NEW YORK CITY—Dealmaking is tough enough in the best of times. But in a period of high competition and a recovering lending environment, brokers—particularly mortgage brokers—have their hands full, trying to orchestrate the best deals for their clients. Just ask Simon Ziff, president of Ackman-Ziff Real Estate Group, a locally based boutique real estate capital advisory firm specializing in a variety of financing solutions.
Since joining the company in 1989, he's personally negotiated more than $20 billion of debt, mezzanine and equity financings for some of the nation's leading real estate developers and owners, working with key capital sources. He took some time recently to chat with GlobeSt.com about the intricacies of closing transactions today. Here, in his words, are some of the finer points behind the art of mortgage brokerage today.
GLOBEST: When it comes to financing transactions, the mortgage broker is often not in the spotlight. Yet oftentimes without them, borrowers would have a difficult time connecting with lenders. Just how important is a mortgage broker today?
SIMON ZIFF: A good capital advisor will add value a number of different ways, first and foremost by acting as more than just a mortgage broker. The mortgage brokerage fee is often how the capital advisor gets paid but structuring the entire capital stack is often much more complicated than “placing” a loan with a lender. We view our value-add components to range from structuring the capital, identifying the “hottest” capital at any particular moment, negotiating the best terms available and often times identifying a maintaining a backup as the first lender selected is sometimes not the ultimate lender. Overseeing the syndication of the loan is and has always been an important function on our larger deals. Most people don't think about the role of managing multiple lenders on a deal as integral but it is a big part of the art of the deal.
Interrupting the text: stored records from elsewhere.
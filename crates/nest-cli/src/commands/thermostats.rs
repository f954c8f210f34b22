//! Thermostat command handlers.

use tabled::Tabled;

use nest_api::{NestClient, Thermostat};

use crate::cli::{GlobalOpts, TempUnit, ThermostatArgs, ThermostatCommand, Toggle};
use crate::error::CliError;
use crate::output;

use super::structures::parse_mode;

// ── Table row ───────────────────────────────────────────────────────

#[derive(Tabled)]
struct ThermostatRow {
    #[tabled(rename = "ID")]
    id: String,
    #[tabled(rename = "Name")]
    name: String,
    #[tabled(rename = "Mode")]
    mode: String,
    #[tabled(rename = "Ambient")]
    ambient: String,
    #[tabled(rename = "Target")]
    target: String,
    #[tabled(rename = "Humidity")]
    humidity: String,
    #[tabled(rename = "Online")]
    online: String,
}

impl ThermostatRow {
    fn new(t: &Thermostat, color: bool) -> Self {
        let fahrenheit = t.temperature_scale.as_deref() == Some("F");
        let (ambient, target) = if fahrenheit {
            (
                output::opt(t.ambient_temperature_f.map(|v| format!("{v}°F"))),
                band(
                    t.target_temperature_f.map(|v| format!("{v}°F")),
                    t.target_temperature_low_f,
                    t.target_temperature_high_f,
                    "°F",
                ),
            )
        } else {
            (
                output::opt(t.ambient_temperature_c.map(|v| format!("{v:.1}°C"))),
                band(
                    t.target_temperature_c.map(|v| format!("{v:.1}°C")),
                    t.target_temperature_low_c,
                    t.target_temperature_high_c,
                    "°C",
                ),
            )
        };

        Self {
            id: t.device_id.clone(),
            name: output::opt(t.name.as_deref()),
            mode: output::paint_hvac(t.hvac_mode.as_deref().unwrap_or_default(), color),
            ambient,
            target,
            humidity: output::opt(t.humidity.map(|h| format!("{h}%"))),
            online: match t.is_online {
                Some(true) => "yes".into(),
                Some(false) => "no".into(),
                None => String::new(),
            },
        }
    }
}

/// Show the heat-cool band when both ends are known, else the single target.
fn band<T: std::fmt::Display>(
    single: Option<String>,
    low: Option<T>,
    high: Option<T>,
    unit: &str,
) -> String {
    match (low, high) {
        (Some(low), Some(high)) => format!("{low}-{high}{unit}"),
        _ => single.unwrap_or_default(),
    }
}

// ── Handlers ────────────────────────────────────────────────────────

pub async fn list(client: &NestClient, global: &GlobalOpts) -> Result<(), CliError> {
    let thermostats = super::sorted(client.thermostats().await?);
    let color = output::should_color(&global.color);
    let out = output::render_list(
        &global.output,
        &thermostats,
        |t| ThermostatRow::new(t, color),
        |t| t.device_id.clone(),
    )?;
    output::print_output(&out, global.quiet);
    Ok(())
}

pub async fn handle(
    client: &NestClient,
    args: ThermostatArgs,
    global: &GlobalOpts,
) -> Result<(), CliError> {
    let thermostat = client.thermostat(args.id);

    match args.command {
        ThermostatCommand::Fan { state } => {
            thermostat
                .set_fan_timer_active(matches!(state, Toggle::On))
                .await?;
        }

        ThermostatCommand::Mode { mode } => match parse_mode(&mode) {
            Ok(code) => thermostat.set_hvac_mode(code).await?,
            Err(name) => thermostat.set_hvac_mode(name.as_str()).await?,
        },

        ThermostatCommand::Temp { value, unit } => match unit {
            TempUnit::C => thermostat.set_target_temp_c(celsius(&value)?).await?,
            TempUnit::F => thermostat.set_target_temp_f(fahrenheit(&value)?).await?,
        },

        ThermostatCommand::Range { high, low, unit } => match unit {
            TempUnit::C => {
                thermostat
                    .set_target_temp_high_low_c(celsius(&high)?, celsius(&low)?)
                    .await?;
            }
            TempUnit::F => {
                thermostat
                    .set_target_temp_high_low_f(fahrenheit(&high)?, fahrenheit(&low)?)
                    .await?;
            }
        },
    }

    if !global.quiet {
        eprintln!("Thermostat updated");
    }
    Ok(())
}

fn celsius(raw: &str) -> Result<f64, CliError> {
    raw.parse().map_err(|_| CliError::Validation {
        field: "temperature".into(),
        reason: format!("'{raw}' is not a number"),
    })
}

fn fahrenheit(raw: &str) -> Result<i32, CliError> {
    raw.parse().map_err(|_| CliError::Validation {
        field: "temperature".into(),
        reason: format!("'{raw}' is not a whole number of degrees Fahrenheit"),
    })
}

#[cfg(test)]
mod tests {
    #![allow(clippy::unwrap_used)]

    use super::*;

    #[test]
    fn fahrenheit_requires_whole_degrees() {
        assert!(matches!(fahrenheit("72"), Ok(72)));
        assert!(fahrenheit("72.5").is_err());
        assert!(celsius("21.5").is_ok_and(|c| (c - 21.5).abs() < f64::EPSILON));
    }

    #[test]
    fn row_prefers_band_in_heat_cool() {
        let t: Thermostat = serde_json::from_value(serde_json::json!({
            "device_id": "t1",
            "temperature_scale": "C",
            "hvac_mode": "heat-cool",
            "target_temperature_c": 21.0,
            "target_temperature_low_c": 19.5,
            "target_temperature_high_c": 24.0,
            "humidity": 40,
        }))
        .unwrap();
        let row = ThermostatRow::new(&t, false);
        assert_eq!(row.target, "19.5-24°C");
        assert_eq!(row.mode, "heat-cool");
        assert_eq!(row.humidity, "40%");
    }
}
GLOBEST: What are the main characteristics or attributes a mortgage broker must have to complete a deal today?
ZIFF: Capital advisors must understand the bigger picture. The relationship between the entire stack from debt to equity is critical. The advisor must also understand when to be really aggressive in a negotiation and when to allow “the play to develop” before intervening.
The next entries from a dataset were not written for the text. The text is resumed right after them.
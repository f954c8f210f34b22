// nest-api: Async Rust client for the Nest REST API (thermostats, structures, streaming)

pub mod client;
pub mod error;
pub mod models;
pub mod stream;
pub mod structure;
pub mod thermostat;
pub mod transport;

pub use client::{ClientConfig, DEFAULT_API_URL, NestClient};
pub use error::{Error, ErrorKind};
pub use models::{
    AwayMode, ClientBound, Devices, Eta, HvacMode, StreamEvent, Structure, StructuresEvent,
    Thermostat,
};
pub use stream::{ReconnectConfig, StreamHandle, StreamState};
pub use transport::{TlsMode, TransportConfig};
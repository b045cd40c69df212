//! The bound contract facade of the hawser runtime.
//!
//! A [`BoundContract`] composes an address, a parsed
//! [`Abi`](hawser_abi::Abi) and a [`Backend`](hawser_core::Backend) and
//! exposes the full client surface: read-only calls, authorized
//! transactions, raw transfers, historical log filtering, live event
//! watching and one-shot log parsing. Generated per-contract stubs wrap
//! these entry points with statically-typed signatures; nothing below
//! this crate knows about any specific contract.

#![forbid(unsafe_code)]
#![warn(missing_docs)]
#![warn(unused_extern_crates)]

pub use config::{ConnectionConf, TxPollConf};
pub use contract::BoundContract;
pub use deploy::{create_address, deploy};
pub use error::{ContractError, ContractResult};
pub use opts::{CallOpts, FilterOpts, TransactOpts, WatchOpts};
pub use stream::EventStream;
pub use wait::{wait_deployed, wait_mined};

mod config;
mod contract;
mod deploy;
mod dispatch;
mod error;
mod opts;
mod stream;
mod wait;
GLOBEST: You've stated that although a broker must understand the needs of both parties in a transaction, a broker who represents both the owner and capital provider “is not serving his client.” Yet this is often the case in the market. Can you explain your sentiments?
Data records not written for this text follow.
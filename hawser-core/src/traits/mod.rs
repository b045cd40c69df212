pub use authorizer::*;
pub use backend::*;

mod authorizer;
mod backend;
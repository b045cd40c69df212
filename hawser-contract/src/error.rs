use hawser_abi::{AbiError, RevertReason};
use hawser_core::{BackendError, H256};

/// The result of an operation on a bound contract.
pub type ContractResult<T> = Result<T, ContractError>;

/// Errors raised while dispatching calls, transactions or log queries
/// through a bound contract.
#[derive(Debug, thiserror::Error)]
pub enum ContractError {
    /// A schema or codec failure.
    #[error(transparent)]
    Abi(#[from] AbiError),
    /// The backend failed; the underlying cause is preserved.
    #[error("backend error: {0}")]
    Backend(#[source] BackendError),
    /// No function with the requested name exists in the schema.
    #[error("no function `{name}` in contract abi")]
    UnknownMethod {
        /// The requested name.
        name: String,
    },
    /// More than one overload accepts the supplied arguments.
    #[error("{count} overloads of `{name}` accept the supplied arguments")]
    AmbiguousOverload {
        /// The requested name.
        name: String,
        /// Number of matching overloads.
        count: usize,
    },
    /// No event with the requested name exists in the schema.
    #[error("no event `{name}` in contract abi")]
    UnknownEventName {
        /// The requested name.
        name: String,
    },
    /// The requested event name is declared more than once.
    #[error("{count} events share the name `{name}`")]
    AmbiguousEvent {
        /// The requested name.
        name: String,
        /// Number of declarations.
        count: usize,
    },
    /// The backend returned no data where outputs were expected.
    #[error("backend returned no data for `{name}`, which declares outputs")]
    EmptyReply {
        /// The called function.
        name: String,
    },
    /// The ledger reverted the call.
    #[error("execution reverted: {0}")]
    Revert(RevertReason),
    /// The caller's cancellation token or deadline fired; surfaced
    /// verbatim, with no partial decoding.
    #[error("request cancelled")]
    Cancelled,
    /// Operation on an already-closed event stream.
    #[error("event stream is closed")]
    Closed,
    /// The transaction is no longer known to the backend.
    #[error("timed out waiting for transaction {0:?}")]
    TransactionTimeout(H256),
    /// A mined transaction was expected to create a contract but did not.
    #[error("transaction {0:?} did not deploy a contract")]
    NotADeployment(H256),
}

impl From<BackendError> for ContractError {
    fn from(err: BackendError) -> Self {
        match err {
            BackendError::Cancelled => Self::Cancelled,
            other => Self::Backend(other),
        }
    }
}

impl ContractError {
    /// The revert reason, when the ledger rejected the call.
    pub fn revert_reason(&self) -> Option<&RevertReason> {
        match self {
            Self::Revert(reason) => Some(reason),
            _ => None,
        }
    }
}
ZIFF: It comes down to alignment. A better result will always be achieved when there is alignment. You can't have alignment with both parties in a transaction.
GLOBEST: What are the differences between brokers who get exclusive assignments and those who don't? What are the benefits and drawbacks of each?
ZIFF: Every broker wants an exclusive, but only those who have strong enough reputations and enough quality business are able to say no when asked to work without an exclusive. The end result is a market of the “haves and the have nots.” The haves, or those that get exclusives, are generally rewarded with better sponsors, better deals and receive better treatment from capital sources. Those brokers are able to spend more time making sure their information is correct and will have fewer retrades. Certain capital sources won't even deal with intermediaries without exclusives.
Owners using brokers without exclusives face a number of issues including brokers often utilizing their “go-to” lender, which becomes necessary due to the number of capital sources who won't give as much attention to the non-exclusive broker. This often results in what is, in effect, a lender's rep and creates a misalignment. The misalignment is further exacerbated when there are multiple brokers on a deal who are incented to undermine all proposals in the market other than theirs.
These are a few of the many issues. We've interviewed brokers over the years who've worked without exclusives, but transitioning them to our model has been challenging because of the added discipline.
GLOBEST: The lack of good opportunities in core/primary assets and markets has sent investors seeking yield in secondary or tertiary markets as well as non-core product. Have capital sources followed suit?
ZIFF: They have. In general, when CMBS is functioning well, lenders will focus more on cash flow than location or credit quality. Right now, CMBS is functioning well.
GLOBEST: What impact has the return of CMBS had so far?
ZIFF: I have always argued that CMBS drives cash-flowing commercial real estate values more than any single factor, perhaps even more than interest rates within a fairly broad range of rates. This has been the case since the early '90s, when the CMBS market developed. Prior to CMBS, one could either borrow from an insurance company or a bank on a high-quality asset at modest leverage, or borrower recourse from a commercial bank on just about everything else. The return of CMBS has had a huge impact on values.
GLOBEST: You have mentioned that part of the “art of the business” is “how wide” the broker should go. Going too broad in marketing can backfire long term for the deal, the broker and the client.” What do you mean by that? One would think that creating a bidding process among potential lenders would yield great results for the borrower.
ZIFF: It's really simple. We all have limited time, and our lender friends are no different. If a lender is spending too much time on an account and it doesn't result in closed loans, they lose interest. There are a number of brokers and owners that like to see a lot of quotes but this has a long-term detrimental impact on their ability to utilize key lenders when those lenders are appropriate. A strategic advisor or owner recognizes this and is sure not to exercise sources. Over time, borrowers that grant exclusives will get better executions.